Dengue is a worldwide public health problem with approximately 50 million cases reported annually. The World Health Organization proposed a revised classification system in 2008 to more effectively identify the patients who are at increased risk of complications from dengue. Few studies have validated this new classification system in clinical practice. We conducted a cross-sectional study of patients hospitalized for dengue in Dourados, Mato Grosso do Sul, Brazil, to evaluate the capacity of the two classification systems for detecting severe cases of dengue.
MATERIALS AND METHODS:
We conducted a cross-sectional study of survey data from the medical records of patients admitted to the University Hospital of the Federal University of Grande Dourados under clinical suspicion of dengue during an epidemic from September 2009 to April 2010.

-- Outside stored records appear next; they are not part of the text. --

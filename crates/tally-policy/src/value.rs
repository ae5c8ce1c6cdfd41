// crates/tally-policy/src/value.rs
// ============================================================================
// Module: Config Values
// Description: Concrete scalar values supplied by operators as plugin config.
// Purpose: Provide the tagged value union that policy rules validate.
// Dependencies: serde
// ============================================================================

//! ## Overview
//! Operator configuration arrives untyped; each entry is carried as a
//! [`ConfigValue`] whose declared type drives rule validation. Values are
//! immutable once constructed.

// ============================================================================
// SECTION: Imports
// ============================================================================

use std::collections::BTreeMap;
use std::fmt;

use serde::Deserialize;
use serde::Serialize;

// ============================================================================
// SECTION: Types
// ============================================================================

/// Configuration map passed to collect/process calls, keyed by config key.
pub type ConfigMap = BTreeMap<String, ConfigValue>;

/// Concrete configuration scalar.
///
/// # Invariants
/// - The JSON form is `{"type": "<label>", "value": <scalar>}` with labels
///   matching [`ConfigValueType::as_str`].
#[derive(Debug, Clone, PartialEq, Serialize, Deserialize)]
#[serde(tag = "type", content = "value")]
pub enum ConfigValue {
    /// Signed 64-bit integer value.
    #[serde(rename = "integer")]
    Int(i64),
    /// UTF-8 string value.
    #[serde(rename = "string")]
    Str(String),
    /// 64-bit float value.
    #[serde(rename = "float")]
    Float(f64),
}

impl ConfigValue {
    /// Returns the declared type of this value.
    #[must_use]
    pub const fn value_type(&self) -> ConfigValueType {
        match self {
            Self::Int(_) => ConfigValueType::Integer,
            Self::Str(_) => ConfigValueType::String,
            Self::Float(_) => ConfigValueType::Float,
        }
    }
}

impl fmt::Display for ConfigValue {
    fn fmt(&self, f: &mut fmt::Formatter<'_>) -> fmt::Result {
        match self {
            Self::Int(value) => value.fmt(f),
            Self::Str(value) => value.fmt(f),
            Self::Float(value) => value.fmt(f),
        }
    }
}

impl From<i64> for ConfigValue {
    fn from(value: i64) -> Self {
        Self::Int(value)
    }
}

impl From<f64> for ConfigValue {
    fn from(value: f64) -> Self {
        Self::Float(value)
    }
}

impl From<&str> for ConfigValue {
    fn from(value: &str) -> Self {
        Self::Str(value.to_string())
    }
}

impl From<String> for ConfigValue {
    fn from(value: String) -> Self {
        Self::Str(value)
    }
}

/// Declared type of a [`ConfigValue`].
#[derive(Debug, Clone, Copy, PartialEq, Eq, Hash, Serialize, Deserialize)]
#[serde(rename_all = "snake_case")]
pub enum ConfigValueType {
    /// Integer values.
    Integer,
    /// String values.
    String,
    /// Float values.
    Float,
}

impl ConfigValueType {
    /// Returns the stable label for the type.
    #[must_use]
    pub const fn as_str(self) -> &'static str {
        match self {
            Self::Integer => "integer",
            Self::String => "string",
            Self::Float => "float",
        }
    }
}

impl fmt::Display for ConfigValueType {
    fn fmt(&self, f: &mut fmt::Formatter<'_>) -> fmt::Result {
        f.write_str(self.as_str())
    }
}
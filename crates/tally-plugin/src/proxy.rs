// crates/tally-plugin/src/proxy.rs
// ============================================================================
// Module: Plugin Proxy
// Description: RPC-facing wrappers around collector and processor plugins.
// Purpose: Reset the heartbeat, isolate panics, and label plugin errors for
//          every call before it reaches plugin code.
// Dependencies: tokio
// ============================================================================

//! ## Overview
//! A proxy owns the plugin and the [`Session`]. Transports hand every decoded
//! [`RpcRequest`] to [`PluginService::call`]; session methods are answered
//! directly, capability methods run inside [`guarded`], which resets the
//! heartbeat, logs the call, and converts plugin errors and panics into
//! [`RpcError`] values so the serving loop keeps running.

// ============================================================================
// SECTION: Imports
// ============================================================================

use std::any::Any;
use std::panic;
use std::panic::AssertUnwindSafe;
use std::sync::Arc;

use crate::log::PluginLogEvent;
use crate::plugin::CollectorPlugin;
use crate::plugin::PluginError;
use crate::plugin::PluginType;
use crate::plugin::ProcessorPlugin;
use crate::rpc::RpcError;
use crate::rpc::RpcMethod;
use crate::rpc::RpcReply;
use crate::rpc::RpcRequest;
use crate::session::PluginExitCode;
use crate::session::Session;

// ============================================================================
// SECTION: Service Trait
// ============================================================================

/// RPC dispatch surface shared by both transports.
pub trait PluginService: Send + Sync + 'static {
    /// Returns the capability this service exposes.
    fn plugin_type(&self) -> PluginType;

    /// Returns the session the service reports to.
    fn session(&self) -> &Arc<Session>;

    /// Handles a capability method of this plugin type.
    ///
    /// # Errors
    ///
    /// Returns [`RpcError`] when the method is not served or the call fails.
    fn dispatch(&self, request: RpcRequest) -> Result<RpcReply, RpcError>;

    /// Handles any request, answering session methods directly.
    ///
    /// Methods of another service are refused before they reach
    /// [`PluginService::dispatch`].
    ///
    /// # Errors
    ///
    /// Returns [`RpcError`] when authentication or the call fails.
    fn call(&self, request: RpcRequest) -> Result<RpcReply, RpcError> {
        let session = self.session();
        match request {
            RpcRequest::Authenticate {
                token,
            } => {
                if session.authenticate(&token) {
                    session.reset_heartbeat();
                    Ok(RpcReply::Ack)
                } else {
                    session.log(
                        &PluginLogEvent::warn("auth_rejected", "session token mismatch")
                            .with_method(RpcMethod::Authenticate.as_str()),
                    );
                    Err(RpcError::unauthenticated())
                }
            }
            RpcRequest::Ping => {
                session.reset_heartbeat();
                Ok(RpcReply::Ack)
            }
            RpcRequest::Kill {
                reason,
            } => {
                session.log(
                    &PluginLogEvent::info("kill_requested", reason)
                        .with_method(RpcMethod::Kill.as_str()),
                );
                session.shutdown(PluginExitCode::Clean);
                Ok(RpcReply::Ack)
            }
            other => {
                let method = other.method();
                let plugin_type = self.plugin_type();
                if method.service() == plugin_type.service_name() {
                    return self.dispatch(other);
                }
                session.log(
                    &PluginLogEvent::warn(
                        "method_not_served",
                        format!("{plugin_type} plugin does not serve {}", method.service()),
                    )
                    .with_method(method.as_str()),
                );
                Err(RpcError::method_not_found(method.as_str()))
            }
        }
    }
}

// ============================================================================
// SECTION: Collector Proxy
// ============================================================================

/// Proxy exposing a [`CollectorPlugin`] as the `Collector` service.
pub struct CollectorProxy<P> {
    /// Wrapped plugin.
    plugin: P,
    /// Session shared with the runtime.
    session: Arc<Session>,
}

impl<P: CollectorPlugin> CollectorProxy<P> {
    /// Wraps `plugin` with `session`.
    #[must_use]
    pub const fn new(plugin: P, session: Arc<Session>) -> Self {
        Self {
            plugin,
            session,
        }
    }
}

impl<P: CollectorPlugin> PluginService for CollectorProxy<P> {
    fn plugin_type(&self) -> PluginType {
        PluginType::Collector
    }

    fn session(&self) -> &Arc<Session> {
        &self.session
    }

    fn dispatch(&self, request: RpcRequest) -> Result<RpcReply, RpcError> {
        let method = request.method();
        match request {
            RpcRequest::GetMetricTypes => {
                guarded(&self.session, method, || self.plugin.get_metric_types())
                    .map(RpcReply::MetricTypes)
            }
            RpcRequest::CollectMetrics {
                metrics,
            } => guarded(&self.session, method, || self.plugin.collect_metrics(&metrics))
                .map(RpcReply::Metrics),
            RpcRequest::GetConfigPolicyTree => {
                guarded(&self.session, method, || self.plugin.get_config_policy_tree())
                    .map(RpcReply::PolicyTree)
            }
            _ => Err(RpcError::method_not_found(method.as_str())),
        }
    }
}

// ============================================================================
// SECTION: Processor Proxy
// ============================================================================

/// Proxy exposing a [`ProcessorPlugin`] as the `Processor` service.
pub struct ProcessorProxy<P> {
    /// Wrapped plugin.
    plugin: P,
    /// Session shared with the runtime.
    session: Arc<Session>,
}

impl<P: ProcessorPlugin> ProcessorProxy<P> {
    /// Wraps `plugin` with `session`.
    #[must_use]
    pub const fn new(plugin: P, session: Arc<Session>) -> Self {
        Self {
            plugin,
            session,
        }
    }
}

impl<P: ProcessorPlugin> PluginService for ProcessorProxy<P> {
    fn plugin_type(&self) -> PluginType {
        PluginType::Processor
    }

    fn session(&self) -> &Arc<Session> {
        &self.session
    }

    fn dispatch(&self, request: RpcRequest) -> Result<RpcReply, RpcError> {
        let method = request.method();
        match request {
            RpcRequest::Process {
                content_type,
                content,
                config,
            } => guarded(&self.session, method, || {
                self.plugin.process(&content_type, &content, &config)
            })
            .map(|(content_type, content)| RpcReply::Processed {
                content_type,
                content,
            }),
            RpcRequest::GetConfigPolicyNode => {
                guarded(&self.session, method, || Ok(self.plugin.get_config_policy_node()))
                    .map(RpcReply::PolicyNode)
            }
            _ => Err(RpcError::method_not_found(method.as_str())),
        }
    }
}

// ============================================================================
// SECTION: Call Guard
// ============================================================================

/// Runs one plugin call with heartbeat reset, logging, and panic isolation.
///
/// # Errors
///
/// Returns [`RpcError::Call`] when the plugin fails and [`RpcError::Panic`]
/// when it panics.
pub fn guarded<T>(
    session: &Session,
    method: RpcMethod,
    call: impl FnOnce() -> Result<T, PluginError>,
) -> Result<T, RpcError> {
    session.reset_heartbeat();
    let operation = method.operation();
    session.log(
        &PluginLogEvent::info("rpc_call", format!("{operation} called"))
            .with_method(method.as_str()),
    );
    match panic::catch_unwind(AssertUnwindSafe(call)) {
        Ok(Ok(value)) => Ok(value),
        Ok(Err(err)) => {
            let message = format!("{operation} call error: {err}");
            session.log(
                &PluginLogEvent::warn("rpc_call_failed", message.clone())
                    .with_method(method.as_str()),
            );
            Err(RpcError::Call(message))
        }
        Err(payload) => {
            let message = format!("{operation} panicked: {}", panic_message(payload.as_ref()));
            session.log(
                &PluginLogEvent::error("plugin_panic", message.clone())
                    .with_method(method.as_str()),
            );
            Err(RpcError::Panic(message))
        }
    }
}

/// Runs [`PluginService::call`] on a blocking worker.
///
/// # Errors
///
/// Returns the call's [`RpcError`], or [`RpcError::Panic`] when the worker
/// task itself fails.
pub async fn call_blocking(
    service: &Arc<dyn PluginService>,
    request: RpcRequest,
) -> Result<RpcReply, RpcError> {
    let service = Arc::clone(service);
    tokio::task::spawn_blocking(move || service.call(request))
        .await
        .unwrap_or_else(|err| Err(RpcError::Panic(format!("plugin worker failed: {err}"))))
}

/// Extracts the message from a panic payload.
fn panic_message(payload: &(dyn Any + Send)) -> String {
    if let Some(message) = payload.downcast_ref::<&str>() {
        (*message).to_string()
    } else if let Some(message) = payload.downcast_ref::<String>() {
        message.clone()
    } else {
        "non-string panic payload".to_string()
    }
}

// ============================================================================
// SECTION: Tests
// ============================================================================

The distribution of patients according to the traditional classification system was as follows: dengue fever, 150/181 (82.9%); dengue hemorrhagic fever, 27/181 (14.9%); and dengue hemorrhagic shock, 4/181 (2.2%). Using the revised classification system, the distribution was as follows: dengue without warning signs, 45/181 (24.3%); dengue with warning signs, 107/181 (59.1%); and severe dengue, 29/181 (15.6%). Of the 150 patients classified as having dengue fever, 105 (70%) were reclassified as having dengue with warning signs or severe dengue.
These data demonstrate that the revised classification system has greater discriminatory power for detecting patients at risk of progression to severe disease and those needing hospitalization.